— Stored data —
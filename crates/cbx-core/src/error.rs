//! # Error Hierarchy
//!
//! Structured errors for the core tree, built with `thiserror`.

use thiserror::Error;

/// Top-level error type for core operations.
#[derive(Error, Debug, Clone, PartialEq, Eq)]
pub enum CbxError {
    /// A disposition token did not name one of the three states.
    #[error("unknown state {token:?}; valid states are: {}", valid.join(", "))]
    UnknownState {
        /// The rejected token.
        token: String,
        /// The accepted tokens, in canonical order.
        valid: Vec<&'static str>,
    },
}

impl CbxError {
    /// Build an [`CbxError::UnknownState`] listing every accepted token.
    pub fn unknown_state(token: &str) -> Self {
        Self::UnknownState {
            token: token.to_string(),
            valid: crate::ControlState::tokens().to_vec(),
        }
    }
}

#[cfg(test)]
mod tests {
    use super::*;

    #[test]
    fn unknown_state_display_lists_tokens() {
        let err = CbxError::unknown_state("bogus");
        let msg = format!("{err}");
        assert!(msg.contains("\"bogus\""));
        assert!(msg.contains("unchecked, checked, not_relevant"));
    }

    #[test]
    fn unknown_state_is_debug() {
        let err = CbxError::unknown_state("");
        assert!(!format!("{err:?}").is_empty());
    }
}
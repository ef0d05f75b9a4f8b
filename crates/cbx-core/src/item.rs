//! # Item — Controls Under One Sub-Topic

use crate::control::Control;
use crate::snapshot::ItemSnapshot;

/// An ordered collection of controls under one sub-topic.
#[derive(Debug, Clone, PartialEq, Eq)]
pub struct Item {
    /// Identifier within the owning group.
    pub shortcode: String,
    /// Display order.
    pub ordinal: u32,
    /// Human-readable name.
    pub name: String,
    /// Owned controls, in source order.
    pub controls: Vec<Control>,
}

impl Item {
    /// Create an empty item.
    pub fn new(shortcode: impl Into<String>, ordinal: u32, name: impl Into<String>) -> Self {
        Self {
            shortcode: shortcode.into(),
            ordinal,
            name: name.into(),
            controls: Vec::new(),
        }
    }

    /// Append a control.
    pub fn add_control(&mut self, control: Control) {
        self.controls.push(control);
    }

    /// Plain serializable view of this item and its controls.
    pub fn to_representation(&self) -> ItemSnapshot {
        ItemSnapshot {
            shortcode: self.shortcode.clone(),
            ordinal: self.ordinal,
            name: self.name.clone(),
            controls: self.controls.iter().map(Control::to_representation).collect(),
        }
    }

    /// Header block followed by one line per control.
    pub fn pretty(&self) -> String {
        let mut out = format!("        Item {}  {}\n", self.shortcode, self.name);
        for control in &self.controls {
            out.push_str("            ");
            out.push_str(&control.pretty());
            out.push('\n');
        }
        out
    }
}
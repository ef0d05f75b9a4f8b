//! Pack-specific error types.
//!
//! Every variant that concerns a file carries its path so a failing section
//! can be identified from the message alone.

use std::path::PathBuf;

use thiserror::Error;

/// Errors that can occur while loading a checklist document.
#[derive(Debug, Error)]
pub enum PackError {
    /// YAML parsing or schema decoding failed.
    #[error("failed to parse YAML at {path}: {source}")]
    YamlParse {
        path: PathBuf,
        source: serde_yaml::Error,
    },

    /// JSON parsing or schema decoding failed.
    #[error("failed to parse JSON at {path}: {source}")]
    JsonParse {
        path: PathBuf,
        source: serde_json::Error,
    },

    /// A source data file was not found.
    #[error("data file not found: {path}")]
    FileNotFound { path: PathBuf },

    /// The format tag is not one of the supported loaders.
    #[error("unknown file type {tag:?}; expected one of: {}", crate::FileType::tags().join(", "))]
    UnknownFormat { tag: String },

    /// I/O error.
    #[error("I/O error: {0}")]
    Io(#[from] std::io::Error),
}

/// Result type alias for pack operations.
pub type PackResult<T> = Result<T, PackError>;
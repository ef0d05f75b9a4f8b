#![deny(missing_docs)]

//! # cbx-core — Foundational Types for Checkbox Empire
//!
//! Every other crate in the workspace depends on `cbx-core`; it depends on
//! nothing internal.
//!
//! ## Contents
//!
//! - [`ControlState`]: the closed three-variant disposition of a control.
//!   Unknown tokens are rejected when parsed, never deep inside a mutation.
//! - [`Control`], [`Item`], [`Group`]: the lower three levels of the
//!   section → group → item → control tree. Sections live in `cbx-pack`
//!   because they own the format loaders.
//! - [`snapshot`]: plain serializable mirrors of the tree, the one contract
//!   consumed by exporters and report renderers.
//! - [`digest`]: SHA-256 hex digests used to derive stable shortcodes.
//!
//! ## Crate Policy
//!
//! - No dependencies on other `cbx-*` crates.
//! - No `.unwrap()` outside tests.

pub mod control;
pub mod digest;
pub mod error;
pub mod group;
pub mod item;
pub mod snapshot;
pub mod state;

pub use control::Control;
pub use digest::sha256_hex;
pub use error::CbxError;
pub use group::Group;
pub use item::Item;
pub use snapshot::{
    ControlSnapshot, EmpireSnapshot, GroupSnapshot, ItemSnapshot, SectionSnapshot,
};
pub use state::{ControlState, StatementPolicy, STATEMENT_POLICY};

/// Placeholder written into metadata fields a source format does not carry.
pub const PLACEHOLDER: &str = "None";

— What to do —
Would you please transcribe all of the entries above exactly?

— Answer below —
filename crates/cbx-core/src/error.rs
//! # Error Hierarchy
//!
//! Structured errors for the core tree, built with `thiserror`.

use thiserror::Error;

/// Top-level error type for core operations.
#[derive(Error, Debug, Clone, PartialEq, Eq)]
pub enum CbxError {
    /// A disposition token did not name one of the three states.
    #[error("unknown state {token:?}; valid states are: {}", valid.join(", "))]
    UnknownState {
        /// The rejected token.
        token: String,
        /// The accepted tokens, in canonical order.
        valid: Vec<&'static str>,
    },
}

impl CbxError {
    /// Build an [`CbxError::UnknownState`] listing every accepted token.
    pub fn unknown_state(token: &str) -> Self {
        Self::UnknownState {
            token: token.to_string(),
            valid: crate::ControlState::tokens().to_vec(),
        }
    }
}

#[cfg(test)]
mod tests {
    use super::*;

    #[test]
    fn unknown_state_display_lists_tokens() {
        let err = CbxError::unknown_state("bogus");
        let msg = format!("{err}");
        assert!(msg.contains("\"bogus\""));
        assert!(msg.contains("unchecked, checked, not_relevant"));
    }

    #[test]
    fn unknown_state_is_debug() {
        let err = CbxError::unknown_state("");
        assert!(!format!("{err:?}").is_empty());
    }
}
repository ef0d05f75b9a4f8b
filename crates/cbx-core/src/item.rs
//! # Item — Controls Under One Sub-Topic

use crate::control::Control;
use crate::snapshot::ItemSnapshot;

/// An ordered collection of controls under one sub-topic.
#[derive(Debug, Clone, PartialEq, Eq)]
pub struct Item {
    /// Identifier within the owning group.
    pub shortcode: String,
    /// Display order.
    pub ordinal: u32,
    /// Human-readable name.
    pub name: String,
    /// Owned controls, in source order.
    pub controls: Vec<Control>,
}

impl Item {
    /// Create an empty item.
    pub fn new(shortcode: impl Into<String>, ordinal: u32, name: impl Into<String>) -> Self {
        Self {
            shortcode: shortcode.into(),
            ordinal,
            name: name.into(),
            controls: Vec::new(),
        }
    }

    /// Append a control.
    pub fn add_control(&mut self, control: Control) {
        self.controls.push(control);
    }

    /// Plain serializable view of this item and its controls.
    pub fn to_representation(&self) -> ItemSnapshot {
        ItemSnapshot {
            shortcode: self.shortcode.clone(),
            ordinal: self.ordinal,
            name: self.name.clone(),
            controls: self.controls.iter().map(Control::to_representation).collect(),
        }
    }

    /// Header block followed by one line per control.
    pub fn pretty(&self) -> String {
        let mut out = format!("        Item {}  {}\n", self.shortcode, self.name);
        for control in &self.controls {
            out.push_str("            ");
            out.push_str(&control.pretty());
            out.push('\n');
        }
        out
    }
}
repository ef0d05f75b9a4f8b
//! Pack-specific error types.
//!
//! Every variant that concerns a file carries its path so a failing section
//! can be identified from the message alone.

use std::path::PathBuf;

use thiserror::Error;

/// Errors that can occur while loading a checklist document.
#[derive(Debug, Error)]
pub enum PackError {
    /// YAML parsing or schema decoding failed.
    #[error("failed to parse YAML at {path}: {source}")]
    YamlParse {
        path: PathBuf,
        source: serde_yaml::Error,
    },

    /// JSON parsing or schema decoding failed.
    #[error("failed to parse JSON at {path}: {source}")]
    JsonParse {
        path: PathBuf,
        source: serde_json::Error,
    },

    /// A source data file was not found.
    #[error("data file not found: {path}")]
    FileNotFound { path: PathBuf },

    /// The format tag is not one of the supported loaders.
    #[error("unknown file type {tag:?}; expected one of: {}", crate::FileType::tags().join(", "))]
    UnknownFormat { tag: String },

    /// I/O error.
    #[error("I/O error: {0}")]
    Io(#[from] std::io::Error),
}

/// Result type alias for pack operations.
pub type PackResult<T> = Result<T, PackError>;
repository ef0d05f75b9a4f8b
#![deny(missing_docs)]

//! # cbx-core — Foundational Types for Checkbox Empire
//!
//! Every other crate in the workspace depends on `cbx-core`; it depends on
//! nothing internal.
//!
//! ## Contents
//!
//! - [`ControlState`]: the closed three-variant disposition of a control.
//!   Unknown tokens are rejected when parsed, never deep inside a mutation.
//! - [`Control`], [`Item`], [`Group`]: the lower three levels of the
//!   section → group → item → control tree. Sections live in `cbx-pack`
//!   because they own the format loaders.
//! - [`snapshot`]: plain serializable mirrors of the tree, the one contract
//!   consumed by exporters and report renderers.
//! - [`digest`]: SHA-256 hex digests used to derive stable shortcodes.
//!
//! ## Crate Policy
//!
//! - No dependencies on other `cbx-*` crates.
//! - No `.unwrap()` outside tests.

pub mod control;
pub mod digest;
pub mod error;
pub mod group;
pub mod item;
pub mod snapshot;
pub mod state;

pub use control::Control;
pub use digest::sha256_hex;
pub use error::CbxError;
pub use group::Group;
pub use item::Item;
pub use snapshot::{
    ControlSnapshot, EmpireSnapshot, GroupSnapshot, ItemSnapshot, SectionSnapshot,
};
pub use state::{ControlState, StatementPolicy, STATEMENT_POLICY};

/// Placeholder written into metadata fields a source format does not carry.
pub const PLACEHOLDER: &str = "None";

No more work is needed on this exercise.